The book of James reprimands Christians for blessing God and cursing their neighbors with the same mouth, associating the double-forked tongue with evil and a lack of discipline. Yet, rhetorical scholars have insisted that far from being a necessary mark of [End Page 395] poor character, the ability to speak in many voices—to “contain multitudes” in Whitman’s terms—requires great discipline and skill. Thus, it is fitting that in Rap and Religion: Understanding the Gangsta’s God, Ebony A. Utley invites readers to consider how rappers who spew curses and praise God in the same breath artfully problematize the binary between the sacred and the profane. Focusing on the figure of the “gangsta” in rap music, the self-styled deity in the flesh, Utley argues that the genre’s focus on religion enables meditations on morality, power, and meaning in American life.

Utley’s analysis centers on two conceptions of God articulated in rap music, God “out there” and “down here.” God “out there” is the deity high above who is distant from humanity, while God “down here” communes and empathizes with the marginalized. In her examination of the lyrics of over 100 rap songs, album liner notes, and music videos, Utley demonstrates that rap musicians oscillate between these two notions of God as they engage in the self-mythologization and reflection that is central to the genre. Additionally, Utley insists that rap music’s God talk critiques and is irrevocably tied to the declining socioeconomic conditions in urban African American communities. Drawing parallel histories of the emergence of hip hop and the deindustrialization of the urban city, Utley argues that rap music became an urgent artistic form through which to express the struggles that young men and women faced on the streets. In this context, the gangsta’s vision of God emerged as a “socially constructed deity whose purpose [was] to provide meaning and power in a world of chaos and disenfranchisement” (9).

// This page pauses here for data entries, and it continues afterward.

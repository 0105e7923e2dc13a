//! RcuMap: snapshot publication over `LinearTable`.
//!
//! Readers load the current table through `ArcSwap` and probe it without
//! taking any lock. Writers serialize on a mutex, build the successor table
//! from a copy, and publish it with a single atomic swap.

use crate::key::Key;
use crate::linear_table::LinearTable;
use arc_swap::ArcSwap;
use parking_lot::Mutex;
use std::fmt;
use std::sync::Arc;

pub struct RcuMap<V> {
    table: ArcSwap<LinearTable<V>>,
    writer: Mutex<()>, // held for the whole copy-update-publish of one write
}

/// A pinned version of the map.
///
/// Answers from the table that was current when it was taken, regardless of
/// later writes. The table stays alive as long as the snapshot does.
pub struct Snapshot<V> {
    table: Arc<LinearTable<V>>,
}

impl<V> RcuMap<V> {
    pub fn new() -> Self {
        Self::from_table(LinearTable::new())
    }

    /// Start from `capacity` slots (rounded up to a power of two) instead of
    /// `INITIAL_CAPACITY`.
    pub fn with_capacity(capacity: usize) -> Self {
        Self::from_table(LinearTable::with_capacity(capacity))
    }

    fn from_table(table: LinearTable<V>) -> Self {
        Self {
            table: ArcSwap::from_pointee(table),
            writer: Mutex::new(()),
        }
    }

    pub fn len(&self) -> usize {
        self.table.load().len()
    }
    pub fn is_empty(&self) -> bool {
        self.table.load().is_empty()
    }
    pub fn capacity(&self) -> usize {
        self.table.load().capacity()
    }

    pub fn contains_key(&self, key: Key) -> bool {
        self.table.load().contains_key(key)
    }

    pub fn snapshot(&self) -> Snapshot<V> {
        Snapshot {
            table: self.table.load_full(),
        }
    }

    /// Swap in `next` and hand back the table it replaced. The caller drops
    /// the old table after releasing the writer lock, so a `V::drop` that
    /// writes to this map again cannot deadlock.
    fn publish(&self, next: LinearTable<V>) -> Arc<LinearTable<V>> {
        log::trace!(
            "publishing snapshot with {} entries in {} slots (load {:.3})",
            next.len(),
            next.capacity(),
            next.load_factor()
        );
        self.table.swap(Arc::new(next))
    }
}

impl<V: Clone> RcuMap<V> {
    /// Lock-free lookup against the current snapshot.
    pub fn load(&self, key: Key) -> Option<V> {
        self.table.load().get(key).cloned()
    }

    /// Map `key` to `value`, returning the value it replaced.
    ///
    /// Copies the whole table, so this is O(capacity).
    pub fn store(&self, key: Key, value: V) -> Option<V> {
        let (prev, superseded) = {
            let _w = self.writer.lock();
            let current = self.table.load_full();
            let (next, prev) = current.add(key, value);
            (prev, self.publish(next))
        };
        drop(superseded);
        prev
    }

    /// Return the value already mapped to `key` (`loaded == true`), or insert
    /// `value` and return it (`loaded == false`).
    ///
    /// Present keys are answered without taking the writer lock. For an
    /// absent key the check is repeated under the lock, so concurrent callers
    /// agree on a single inserted value.
    pub fn load_or_store(&self, key: Key, value: V) -> (V, bool) {
        self.load_or_store_with(key, || value)
    }

    /// Like `load_or_store`, but only builds the value if the key is absent.
    ///
    /// `make` runs at most once, under the writer lock; it must not write to
    /// this map.
    pub fn load_or_store_with<F>(&self, key: Key, make: F) -> (V, bool)
    where
        F: FnOnce() -> V,
    {
        if let Some(v) = self.load(key) {
            return (v, true);
        }

        let (value, superseded) = {
            let _w = self.writer.lock();
            let current = self.table.load_full();
            // Another writer may have inserted `key` since the unlocked load.
            if let Some(v) = current.get(key) {
                return (v.clone(), true);
            }
            let value = make();
            let (next, _) = current.add(key, value.clone());
            (value, self.publish(next))
        };
        drop(superseded);
        (value, false)
    }
}

impl<V> Default for RcuMap<V> {
    fn default() -> Self {
        Self::new()
    }
}

impl<V> fmt::Debug for RcuMap<V> {
    fn fmt(&self, f: &mut fmt::Formatter<'_>) -> fmt::Result {
        let table = self.table.load();
        f.debug_struct("RcuMap")
            .field("len", &table.len())
            .field("capacity", &table.capacity())
            .finish()
    }
}

impl<V> Snapshot<V> {
    pub fn get(&self, key: Key) -> Option<&V> {
        self.table.get(key)
    }
    pub fn contains_key(&self, key: Key) -> bool {
        self.table.contains_key(key)
    }
    pub fn len(&self) -> usize {
        self.table.len()
    }
    pub fn is_empty(&self) -> bool {
        self.table.is_empty()
    }
    pub fn capacity(&self) -> usize {
        self.table.capacity()
    }

    /// Whether both snapshots pin the same published version.
    pub fn same_version(&self, other: &Self) -> bool {
        Arc::ptr_eq(&self.table, &other.table)
    }
}

impl<V> Clone for Snapshot<V> {
    fn clone(&self) -> Self {
        Self {
            table: Arc::clone(&self.table),
        }
    }
}

impl<V> fmt::Debug for Snapshot<V> {
    fn fmt(&self, f: &mut fmt::Formatter<'_>) -> fmt::Result {
        f.debug_struct("Snapshot")
            .field("len", &self.table.len())
            .field("capacity", &self.table.capacity())
            .finish()
    }
}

That the conceptions of God to be found in rap music are spatialized is key to understanding how they function as commentaries on urban poverty and racial injustice. Throughout the book, Utley examines how God “out there” and “down here” is alternately used by the gangsta to convey alienation from and entanglements with larger structures of power. Chapter 1 examines how rappers appeal to a God “out there” in prayers and pilgrimages in an attempt to deal with the loss and violence that pervade their lives. Chapter 2 considers how female rappers, long-overlooked in mainstream narratives of the genre, construct an image of God who functions as a father and lover. Interrogating how rappers such as Lil’ Kim and Lauryn Hill frame their relationships with God in terms of domination and submission, Utley argues that this music reflects the [End Page 396] ways in which black women critique, interact with, and problematically affirm male privilege.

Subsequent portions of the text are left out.